Ratings - February 2009
Russell Degnan

Another minor adjustment to the ratings, which carries the protected form over a longer period. The effect is to both smooth the ratings out and accentuate changes. Intuitively, South Africa went to the top after the Melbourne test. Update:New Zealand-India test series added, the summaries of the others will follow that contest.

Forthcoming Series

4 TestsWest IndiesvEngland
Ratings918.241090.00
Form+19.83-7.16
Expected MarginEngland by 36 runs

A side slowly inching their way back up, versus one slowly moving backwards. For the past half decade this should have been an easy victory for England, but perhaps not. Whether England's own internal turmoil will affect their performance is unknown. What is known is that the players that, only three years ago presaged a bright future, are struggling to live up to that potential. Outside of Pietersen, Strauss and Flintoff, the batsmen too rarely make good runs when they need to, nor the bowlers wickets. While they have given a good account of themselves at times - even in India - their struggles last year against New Zealand are probably a better guide to this series.

Unfortunately for the West Indies they are no different, and probably worse. Outside of Chanderpaul, the batting is either terrible, or frustratingly inconsistent (Sarwan an Gayle). A collapse always seems to loom, and the bowling, while occasionally threatening, is mediocre and too quick to concede runs. The West Indies have had some very good days at home over the past few seasons, but they've never strung enough together to win matches, and series. On that alone, England should win this, but old school fans of West Indies cricket can still hope that this is the series where it all clicks.

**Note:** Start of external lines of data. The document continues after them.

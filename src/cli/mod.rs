use std::env;
use std::fs::OpenOptions;
use std::path::{Path, PathBuf};
use std::sync::{Arc, Mutex};

use anyhow::{Context, Result};
use clap::{Parser, Subcommand};
use once_cell::sync::OnceCell;
use tracing_subscriber::{fmt, EnvFilter};

use crate::app::App;
use crate::config::ConfigLoader;

pub mod commands;

use self::commands::{ConvertArgs, GenArgs, TagArgs, UpdateArgs};

#[derive(Parser, Debug)]
#[command(
    name = "tagdash",
    version,
    about = "Terminal dashboard for RFID tags kept in sync with a tag server"
)]
pub struct Cli {
    #[command(subcommand)]
    pub command: Option<Commands>,

    /// Override the config file location (takes precedence over TAGDASH_CONFIG)
    #[arg(long, global = true)]
    pub config: Option<PathBuf>,

    /// Tag server `host[:port]`, overriding `server.host`
    #[arg(long, global = true)]
    pub host: Option<String>,

    /// Minimum log level (trace, debug, info, warn, error)
    #[arg(long, global = true, default_value = "info")]
    pub log_level: String,

    /// Seconds a line-mode command waits for the server before failing
    #[arg(long, global = true, default_value_t = 15)]
    pub timeout: u64,
}

#[derive(Subcommand, Debug)]
pub enum Commands {
    /// Launch the interactive tile dashboard (default)
    Tui,
    /// Print every tag the server knows and exit
    List,
    /// Ask the server to add a tag and wait for the confirmation
    Add(TagArgs),
    /// Ask the server to delete a tag and wait for the confirmation
    Delete(TagArgs),
    /// Replace a stored tag with edited fields
    Update(UpdateArgs),
    /// Print random demonstration tags as JSON lines
    Gen(GenArgs),
    /// Convert a binary string to upper-case hex
    Bin2hex(ConvertArgs),
    /// Convert a hex string to binary
    Hex2bin(ConvertArgs),
}

pub fn run() -> Result<()> {
    let cli = Cli::parse();

    if let Some(path) = &cli.config {
        env::set_var("TAGDASH_CONFIG", path);
    }

    let command = cli.command.unwrap_or(Commands::Tui);
    match command {
        Commands::Gen(args) => return commands::generate(args),
        Commands::Bin2hex(args) => return commands::bin_to_hex(args),
        Commands::Hex2bin(args) => return commands::hex_to_bin(args),
        _ => {}
    }

    let loader = ConfigLoader::discover()?;
    loader.paths().ensure_directories()?;
    let paths = loader.paths().clone();
    let sink = match command {
        Commands::Tui => LogSink::File(paths.log_dir.join("tagdash.log")),
        _ => LogSink::Stderr,
    };
    init_tracing(&cli.log_level, &sink)
        .with_context(|| format!("initialising logging at level {}", cli.log_level))?;
    let mut config = loader.load_or_init()?;
    if let Some(host) = cli.host {
        config.server.host = host;
    }

    let config = Arc::new(config);
    let wait = commands::Wait::seconds(cli.timeout);
    match command {
        Commands::Tui => {
            let mut app = App::new(config)?;
            app.run()
        }
        Commands::List => commands::list_tags(&config, wait),
        Commands::Add(args) => commands::add_tag(&config, wait, args),
        Commands::Delete(args) => commands::delete_tag(&config, wait, args),
        Commands::Update(args) => commands::update_tag(&config, wait, args),
        Commands::Gen(_) | Commands::Bin2hex(_) | Commands::Hex2bin(_) => Ok(()),
    }
}

enum LogSink {
    Stderr,
    /// The TUI owns the terminal, so logs go to a file.
    File(PathBuf),
}

fn init_tracing(level: &str, sink: &LogSink) -> Result<()> {
    static INIT: OnceCell<()> = OnceCell::new();
    INIT.get_or_try_init(|| {
        let env_filter = EnvFilter::try_new(level).unwrap_or_else(|_| EnvFilter::new("info"));
        match sink {
            LogSink::Stderr => fmt()
                .with_env_filter(env_filter)
                .with_writer(std::io::stderr)
                .init(),
            LogSink::File(path) => {
                let file = open_log(path)?;
                fmt()
                    .with_env_filter(env_filter)
                    .with_ansi(false)
                    .with_writer(Mutex::new(file))
                    .init()
            }
        }
        Ok(())
    })
    .map(|_| ())
}

fn open_log(path: &Path) -> Result<std::fs::File> {
    OpenOptions::new()
        .create(true)
        .append(true)
        .open(path)
        .with_context(|| format!("opening log file {}", path.display()))
}
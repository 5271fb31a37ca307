use std::collections::VecDeque;
use std::fmt;
use std::sync::atomic::{AtomicBool, AtomicU64, Ordering};
use std::sync::Arc;
use std::thread::{self, JoinHandle};
use std::time::{Duration, Instant};

use anyhow::{Context, Result};
use crossbeam_channel::{unbounded, Receiver, RecvTimeoutError, Sender, TryRecvError};
use parking_lot::Mutex;

pub mod backoff;
pub mod ws;

pub use backoff::{Backoff, ReconnectPolicy};

#[derive(Debug, Clone, PartialEq, Eq)]
pub enum ConnectionEvent {
    Opened,
    Received(String),
    Errored(String),
    Closed,
    GaveUp { attempts: u32 },
}

#[derive(Debug, thiserror::Error)]
pub enum ConnectionError {
    #[error("connecting to {endpoint}: {reason}")]
    Connect { endpoint: String, reason: String },
    #[error("sending frame: {0}")]
    Send(String),
    #[error("receiving frame: {0}")]
    Receive(String),
    #[error("connection closed by peer")]
    Closed,
}

#[derive(Debug, Clone, PartialEq, Eq)]
pub struct Endpoint {
    url: String,
}

impl Endpoint {
    pub fn new(host: &str, path: &str) -> Self {
        let path = if path.starts_with('/') {
            path.to_string()
        } else {
            format!("/{path}")
        };
        Self {
            url: format!("ws://{host}{path}"),
        }
    }

    pub fn url(&self) -> &str {
        &self.url
    }
}

impl fmt::Display for Endpoint {
    fn fmt(&self, f: &mut fmt::Formatter<'_>) -> fmt::Result {
        f.write_str(&self.url)
    }
}

pub trait Channel: Send {
    fn send_text(&mut self, text: &str) -> Result<(), ConnectionError>;
    /// Waits a bounded time for the next frame; `Ok(None)` on timeout.
    fn poll_text(&mut self) -> Result<Option<String>, ConnectionError>;
    fn close(&mut self);
}

pub trait Connector: Send + 'static {
    fn open(&mut self, endpoint: &Endpoint) -> Result<Box<dyn Channel>, ConnectionError>;
}

#[derive(Debug, Clone)]
pub struct SendTicket {
    seq: u64,
    cancelled: Arc<AtomicBool>,
}

impl SendTicket {
    pub fn new(seq: u64) -> Self {
        Self {
            seq,
            cancelled: Arc::new(AtomicBool::new(false)),
        }
    }

    pub fn seq(&self) -> u64 {
        self.seq
    }

    /// A frame still waiting in the outbox is dropped; one already on the
    /// wire is unaffected.
    pub fn cancel(&self) {
        self.cancelled.store(true, Ordering::SeqCst);
    }

    pub fn is_cancelled(&self) -> bool {
        self.cancelled.load(Ordering::SeqCst)
    }
}

pub trait Outbox: Send {
    fn enqueue(&self, text: String) -> SendTicket;
}

#[derive(Debug, Clone)]
pub struct ConnectionOptions {
    pub poll_interval: Duration,
    pub reconnect: ReconnectPolicy,
}

impl Default for ConnectionOptions {
    fn default() -> Self {
        Self {
            poll_interval: Duration::from_millis(100),
            reconnect: ReconnectPolicy::default(),
        }
    }
}

enum Command {
    Send(QueuedSend),
    Shutdown,
}

struct QueuedSend {
    text: String,
    ticket: SendTicket,
}

pub struct ConnectionManager;

impl ConnectionManager {
    pub fn spawn<C: Connector>(
        connector: C,
        endpoint: Endpoint,
        options: ConnectionOptions,
    ) -> Result<(ConnectionHandle, Receiver<ConnectionEvent>)> {
        let (command_tx, command_rx) = unbounded();
        let (event_tx, event_rx) = unbounded();
        let worker = Worker {
            connector,
            endpoint,
            poll_interval: options.poll_interval,
            backoff: Backoff::new(options.reconnect),
            commands: command_rx,
            events: event_tx,
            outbox: VecDeque::new(),
        };
        let join = thread::Builder::new()
            .name("tagdash-connection".into())
            .spawn(move || worker.run())
            .context("spawning connection worker")?;
        let handle = ConnectionHandle {
            commands: command_tx,
            next_seq: Arc::new(AtomicU64::new(0)),
            worker: Arc::new(Mutex::new(Some(join))),
        };
        Ok((handle, event_rx))
    }
}

#[derive(Clone)]
pub struct ConnectionHandle {
    commands: Sender<Command>,
    next_seq: Arc<AtomicU64>,
    worker: Arc<Mutex<Option<JoinHandle<()>>>>,
}

impl ConnectionHandle {
    pub fn send(&self, text: impl Into<String>) -> SendTicket {
        let ticket = SendTicket::new(self.next_seq.fetch_add(1, Ordering::SeqCst));
        let queued = QueuedSend {
            text: text.into(),
            ticket: ticket.clone(),
        };
        if self.commands.send(Command::Send(queued)).is_err() {
            tracing::warn!(seq = ticket.seq(), "connection worker stopped, frame dropped");
        }
        ticket
    }

    pub fn shutdown(&self) {
        let _ = self.commands.send(Command::Shutdown);
        if let Some(join) = self.worker.lock().take() {
            if join.join().is_err() {
                tracing::error!("connection worker panicked");
            }
        }
    }
}

impl Outbox for ConnectionHandle {
    fn enqueue(&self, text: String) -> SendTicket {
        self.send(text)
    }
}

enum SessionEnd {
    Lost,
    Shutdown,
}

struct Worker<C> {
    connector: C,
    endpoint: Endpoint,
    poll_interval: Duration,
    backoff: Backoff,
    commands: Receiver<Command>,
    events: Sender<ConnectionEvent>,
    outbox: VecDeque<QueuedSend>,
}

impl<C: Connector> Worker<C> {
    fn run(mut self) {
        loop {
            match self.connector.open(&self.endpoint) {
                Ok(channel) => {
                    tracing::info!(endpoint = %self.endpoint, "connection opened");
                    self.backoff.reset();
                    if !self.emit(ConnectionEvent::Opened) {
                        return;
                    }
                    match self.session(channel) {
                        SessionEnd::Shutdown => return,
                        SessionEnd::Lost => {
                            tracing::warn!(endpoint = %self.endpoint, "connection lost");
                            if !self.emit(ConnectionEvent::Closed) {
                                return;
                            }
                        }
                    }
                }
                Err(err) => {
                    tracing::warn!(%err, "connection attempt failed");
                    if !self.emit(ConnectionEvent::Errored(err.to_string())) {
                        return;
                    }
                }
            }

            let Some(delay) = self.backoff.next_delay() else {
                let attempts = self.backoff.attempts();
                tracing::error!(attempts, "giving up on connection");
                self.emit(ConnectionEvent::GaveUp { attempts });
                return;
            };
            tracing::info!(
                attempt = self.backoff.attempts(),
                delay_ms = delay.as_millis() as u64,
                "reconnecting after delay"
            );
            if !self.wait_disconnected(delay) {
                return;
            }
        }
    }

    fn session(&mut self, mut channel: Box<dyn Channel>) -> SessionEnd {
        loop {
            if !self.drain_commands() {
                channel.close();
                return SessionEnd::Shutdown;
            }

            while let Some(front) = self.outbox.front() {
                if front.ticket.is_cancelled() {
                    tracing::debug!(seq = front.ticket.seq(), "skipping cancelled frame");
                    self.outbox.pop_front();
                    continue;
                }
                match channel.send_text(&front.text) {
                    Ok(()) => {
                        tracing::debug!(seq = front.ticket.seq(), "frame sent");
                        self.outbox.pop_front();
                    }
                    Err(err) => {
                        tracing::warn!(%err, "send failed, frame kept for retry");
                        self.emit(ConnectionEvent::Errored(err.to_string()));
                        channel.close();
                        return SessionEnd::Lost;
                    }
                }
            }

            match channel.poll_text() {
                Ok(Some(text)) => {
                    if !self.emit(ConnectionEvent::Received(text)) {
                        channel.close();
                        return SessionEnd::Shutdown;
                    }
                }
                Ok(None) => {}
                Err(ConnectionError::Closed) => return SessionEnd::Lost,
                Err(err) => {
                    tracing::warn!(%err, "receive failed");
                    self.emit(ConnectionEvent::Errored(err.to_string()));
                    channel.close();
                    return SessionEnd::Lost;
                }
            }
        }
    }

    fn drain_commands(&mut self) -> bool {
        loop {
            match self.commands.try_recv() {
                Ok(Command::Send(queued)) => self.outbox.push_back(queued),
                Ok(Command::Shutdown) | Err(TryRecvError::Disconnected) => return false,
                Err(TryRecvError::Empty) => return true,
            }
        }
    }

    /// Sleeps through a backoff delay while still accepting frames, checking
    /// every poll interval. `false` on shutdown.
    fn wait_disconnected(&mut self, delay: Duration) -> bool {
        let deadline = Instant::now() + delay;
        loop {
            let now = Instant::now();
            if now >= deadline {
                return true;
            }
            let wait = (deadline - now).min(self.poll_interval);
            match self.commands.recv_timeout(wait) {
                Ok(Command::Send(queued)) => self.outbox.push_back(queued),
                Ok(Command::Shutdown) | Err(RecvTimeoutError::Disconnected) => return false,
                Err(RecvTimeoutError::Timeout) => {}
            }
        }
    }

    fn emit(&self, event: ConnectionEvent) -> bool {
        self.events.send(event).is_ok()
    }
}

3 TestsSouth AfricavAustralia
Ratings1221.461199.08
Form+33.94-40.71
Expected MarginSouth Africa by 61 runs

An unusual feeling for Australia, being the first series since 1994/95 that Australia aren't expected to win. South Africa are in the enviable position of having too many players to play, with Duminy and Prince needing to slot in, and possibly McKenzie to miss out. Their bowling is equally well placed after a storming one-day victory, and they go in as firm favourites. Nevertheless, they weren't completely dominant in the series in Australia, and will need to keep winning crucial moments to get up.

Australia, having won the final game, and shorn of experienced but woefully out of form "passengers" in Lee, Hayden and Symonds, should be more dangerous than their current one-day form suggests. Much rests on the performances of the young and unknown: Hughes, slotted straight into the top of the order; McDonald or North at six; Siddle, Bollinger and Hilfenhaus (choose two) with the ball; and 36 year old Bryce McGain attempting to exploit old frailties with leg-spin. Hauritz may yet play as well, but with a bowling attack as inexperienced as any to play in the past two decades, Australia will continue to struggle to win key passages of play in the field. The new era in Australian cricket effectively starts now, and this series promises much as a contest, as entertainment, and as fodder for journalists.


2 TestsPakistanvSri Lanka
Ratings1066.891100.49
Form-3.36+20.81
Expected MarginPakistan by 33 runs

The ratings may indicate a Pakistani triumph. However, in their first test series in over a year, missing a number of key players, and playing against a side that defeated them handily in the one-day series, Pakistan should be slight under-dogs. Conversely, Sri Lanka are not a deep side, and have consistently failed away from home in recent years. It is, in other words, a series between two evenly matched and flawed teams. In a better world it would last more than a fortnight.


3 TestsNew ZealandvIndia
Ratings948.991158.26
Form-21.77+20.57
Expected MarginIndia by 55 runs

A series being given surprising importance by India, who, by rights, should win easily, but, on record, could turn out to be embarrassing. New Zealand have a young side, but one that is starting to come together, with several batsmen showing the grit and technique needed to succeed. The bowling is still weak, but at home, and given the carnage they wrecked in Brisbane against Australia, India's batting will need to be watchful. Much will depend on two things: the Indian top order, with Gambhir, Dravid and Tendulkar the technicians capable of consistently playing New Zealand out of any game; and the weather, which may contrive to prevent any play, and any result. It is very hard to see New Zealand playing consistently enough across five days to win games, nor bat long enough to draw them without the weather intervening, but unlike the recent past, they'll put up a fight.


Rankings at 4th February 2009
1.South Africa1221.46
2.Australia1199.08
3.India1158.26
4.Sri Lanka1100.49
5.England1090.00
6.Pakistan1066.89
7.New Zealand948.99
8.West Indies918.24
9.Zimbabwe544.83
10.Bangladesh521.02

Idle Summers 5th February, 2009 12:03:49   [#] 

Comments

Ratings - February 2009
I wish Prince had never got injured. Who knew injuries would have the double-banger effect of wrecking Aus and making SA better.
Tony  5th February, 2009 14:12:07  

Ratings - February 2009
I wonder how long Duminy would have stayed out of the side had Prince stayed fit? He was already in the one-day side, and the obviously rated him, so he can't have been side-lined forever.